Moved, That the Bill be now read 2a.—Lord Mitchison)

7.3 p.m.


My Lords, the noble Lord, Lord Mitchison, has introduced this Bill, if I may say so, with great detail and great clarity and the House will be very grateful to him for the trouble which he has taken over this. I must say that this is a fascinating subject, although a highly complex one, for the law of commons stretches back, as the noble Lord has pointed out, over hundreds of years. Not only does it become in the process mightily complicated and diverse, but the language it uses seems to come out of a vocabulary entirely of its own. And one of the most valuable parts of the Report of the Royal Commission on Common Land, I found, was the very last part to be written—namely Appendix VI, which provides one with a glossary of all the words used in the law relating to common land and translates them for one.

For one who is not well versed in the law, and particularly in mediaeval law, I found this glossary required almost continual reference to discover who was or what was or what were the duties of such names as "Ffridds" and "heafs", "balks" and "botes". So obscure are the functions of many of these entities that I could not help calling to mind the words of a puzzle poem I remember learning, not on my master's instructions, when I was a child, relating to someone or something whose purpose was not readily apparent from its nomenclature.
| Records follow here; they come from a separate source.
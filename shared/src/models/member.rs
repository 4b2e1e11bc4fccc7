use serde::{Deserialize, Serialize};
use std::fmt;

/// Membership state shown as a badge on the members screen
#[derive(Debug, Clone, Copy, Default, Serialize, Deserialize, PartialEq, Eq)]
#[serde(rename_all = "lowercase")]
pub enum MemberStatus {
    #[default]
    Active,
    Expired,
    Pending,
}

impl fmt::Display for MemberStatus {
    fn fmt(&self, f: &mut fmt::Formatter<'_>) -> fmt::Result {
        let label = match self {
            MemberStatus::Active => "Active",
            MemberStatus::Expired => "Expired",
            MemberStatus::Pending => "Pending",
        };
        f.write_str(label)
    }
}

/// A gym member
#[derive(Debug, Clone, Serialize, Deserialize, PartialEq)]
pub struct Member {
    pub id: i64,

    /// Full name, first word is the first name
    pub name: String,

    pub email: String,

    pub phone: String,

    /// Plan name, capitalised ("Basic", "Premium")
    #[serde(default)]
    pub plan: String,

    #[serde(default)]
    pub status: MemberStatus,

    /// Join date as displayed, e.g. "Jan 15, 2024"
    #[serde(rename = "joinDate", default)]
    pub join_date: String,

    #[serde(default, skip_serializing_if = "Option::is_none")]
    pub avatar: Option<String>,
}

impl Member {
    /// Whether the name or email contains `query`, ignoring case.
    pub fn matches(&self, query: &str) -> bool {
        let query = query.to_lowercase();
        self.name.to_lowercase().contains(&query) || self.email.to_lowercase().contains(&query)
    }
}

/// Splits a full name into the first word and the remainder.
pub fn split_full_name(full_name: &str) -> (String, String) {
    match full_name.split_once(' ') {
        Some((first, rest)) => (first.to_string(), rest.to_string()),
        None => (full_name.to_string(), String::new()),
    }
}

/// Initials of every word in a name, e.g. "Sarah Johnson" gives "SJ".
pub fn initials(name: &str) -> String {
    name.split_whitespace()
        .filter_map(|word| word.chars().next())
        .collect()
}

/// Members whose name or email contains `query`; an empty query keeps everyone.
pub fn filter_members<'a>(members: &'a [Member], query: &str) -> Vec<&'a Member> {
    members.iter().filter(|member| member.matches(query)).collect()
}

#[cfg(test)]
mod tests {
    use super::*;
    use pretty_assertions::assert_eq;
    use test_log::test;

    fn member(id: i64, name: &str, email: &str) -> Member {
        Member {
            id,
            name: name.to_string(),
            email: email.to_string(),
            phone: "+1 234 567 890".to_string(),
            plan: "Premium".to_string(),
            status: MemberStatus::Active,
            join_date: "Jan 15, 2024".to_string(),
            avatar: None,
        }
    }

    #[test]
    fn test_filter_by_name_and_email_case_insensitive() {
        let members = vec![
            member(1, "Sarah Johnson", "sarah.j@email.com"),
            member(2, "Michael Chen", "m.chen@email.com"),
            member(3, "Emma Wilson", "emma.w@EMAIL.com"),
        ];

        let by_name: Vec<i64> = filter_members(&members, "CHEN").iter().map(|m| m.id).collect();
        assert_eq!(by_name, vec![2]);

        let by_email: Vec<i64> = filter_members(&members, "emma.w@email").iter().map(|m| m.id).collect();
        assert_eq!(by_email, vec![3]);

        assert_eq!(filter_members(&members, "").len(), 3);
        assert!(filter_members(&members, "zzz").is_empty());
    }

    #[test]
    fn test_split_full_name() {
        assert_eq!(
            split_full_name("Mary Ann Smith"),
            ("Mary".to_string(), "Ann Smith".to_string())
        );
        assert_eq!(split_full_name("Cher"), ("Cher".to_string(), String::new()));
    }

    #[test]
    fn test_initials() {
        assert_eq!(initials("Sarah Johnson"), "SJ");
        assert_eq!(initials("  "), "");
    }

    #[test]
    fn test_status_label() {
        assert_eq!(MemberStatus::Expired.to_string(), "Expired");
        let status: MemberStatus = serde_json::from_str("\"pending\"").unwrap();
        assert_eq!(status, MemberStatus::Pending);
    }
}
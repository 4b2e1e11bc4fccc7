use serde::{Deserialize, Serialize};

/// A class category such as Yoga or Cardio
#[derive(Debug, Clone, Serialize, Deserialize, PartialEq)]
pub struct Category {
    pub id: i64,
    pub name: String,
}
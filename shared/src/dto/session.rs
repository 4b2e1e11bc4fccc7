use crate::error::Result;
use crate::models::category::Category;
use crate::models::session::{Session, SessionStatus};
use crate::models::trainer::Trainer;
use crate::session_window::{
    extract_time_of_day, today, validate_and_build_on, SessionTimeInput, DEFAULT_CAPACITY,
    DEFAULT_END_TIME, DEFAULT_START_TIME,
};
use chrono::NaiveDate;
use serde::{Deserialize, Serialize};

/// Editable state of the create/edit session dialog
#[derive(Debug, Clone, Serialize, Deserialize, PartialEq)]
pub struct SessionForm {
    pub name: String,
    pub trainer_id: i64,
    pub category_id: i64,
    /// `HH:MM`
    pub start_time: String,
    /// `HH:MM`
    pub end_time: String,
    /// Capacity as typed, clamped on submit
    pub capacity: i64,
}

impl SessionForm {
    /// Form for a new session, preselecting the first trainer and category.
    pub fn blank(trainers: &[Trainer], categories: &[Category]) -> Self {
        Self {
            name: String::new(),
            trainer_id: trainers.first().map(|t| t.id).unwrap_or(0),
            category_id: categories.first().map(|c| c.id).unwrap_or(0),
            start_time: DEFAULT_START_TIME.to_string(),
            end_time: DEFAULT_END_TIME.to_string(),
            capacity: DEFAULT_CAPACITY,
        }
    }

    /// Form prefilled from a stored session.
    pub fn from_session(session: &Session) -> Self {
        Self {
            name: session.name.clone(),
            trainer_id: session.trainer_id,
            category_id: session.category_id,
            start_time: extract_time_of_day(Some(&session.start_date)),
            end_time: extract_time_of_day(Some(&session.end_date)),
            capacity: i64::from(session.capacity),
        }
    }

    /// Blank form or prefilled form depending on whether a session is being edited.
    pub fn open(editing: Option<&Session>, trainers: &[Trainer], categories: &[Category]) -> Self {
        match editing {
            Some(session) => Self::from_session(session),
            None => Self::blank(trainers, categories),
        }
    }

    pub fn time_input(&self) -> SessionTimeInput {
        SessionTimeInput {
            name: self.name.clone(),
            start_time: self.start_time.clone(),
            end_time: self.end_time.clone(),
            capacity_raw: self.capacity,
        }
    }

    /// Validates the form and builds the payload for the save collaborator.
    pub fn build_payload(&self, editing: Option<&Session>) -> Result<SessionPayload> {
        self.build_payload_on(editing, today())
    }

    /// Same as [`SessionForm::build_payload`] with today's date supplied.
    pub fn build_payload_on(&self, editing: Option<&Session>, today: NaiveDate) -> Result<SessionPayload> {
        let prior_start = editing.map(|s| s.start_date.as_str());
        let window = validate_and_build_on(&self.time_input(), prior_start, today)?;

        Ok(SessionPayload {
            id: editing.map(|s| s.id),
            name: self.name.clone(),
            trainer_id: self.trainer_id,
            category_id: self.category_id,
            start_date: window.start_date_time,
            end_date: window.end_date_time,
            capacity: window.capacity,
            status: editing.map(|s| s.status).unwrap_or_default(),
        })
    }
}

/// Body sent to the backend when creating or updating a session
#[derive(Debug, Clone, Serialize, Deserialize, PartialEq)]
pub struct SessionPayload {
    /// Present when updating an existing session
    #[serde(default, skip_serializing_if = "Option::is_none")]
    pub id: Option<i64>,
    pub name: String,
    pub trainer_id: i64,
    pub category_id: i64,
    /// `YYYY-MM-DD HH:MM:00`
    pub start_date: String,
    /// `YYYY-MM-DD HH:MM:00`
    pub end_date: String,
    pub capacity: u32,
    pub status: SessionStatus,
}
It goes something like this: Who or why or which or what Is the Aquand of Swat? Does he sit on a chair, or a sofa, or squat? I could not help feeling that that might be applied to some of the people whose names are referred to in this Report. It is interesting to find that a landgrave is not, as the innocent might be expected to consider, a receptacle for the deceased, but none other than a human being who has certain interests in a common in Cumberland; and, as the noble Lord pointed out, a potboiler is not a facet of modern sophisticated engineering, as one might expect, but somebody who may have an interest in a common in Devon.

These names go far back into our history and with them go back a wide spectrum of rights and privileges, permissions and sometimes obligations. The rights of commons and commoners and, indeed, of the public are jealously guarded. In every case, they are individual and by no means universal. Every common has its own specific rules and rights and they may not be the same as that of any other. Frequently, the owners of the commons may be in doubt. Frequently, the rights of the commoners may be in doubt and may not even be known. Frequently, it may not even be known whether a place is in itself a common.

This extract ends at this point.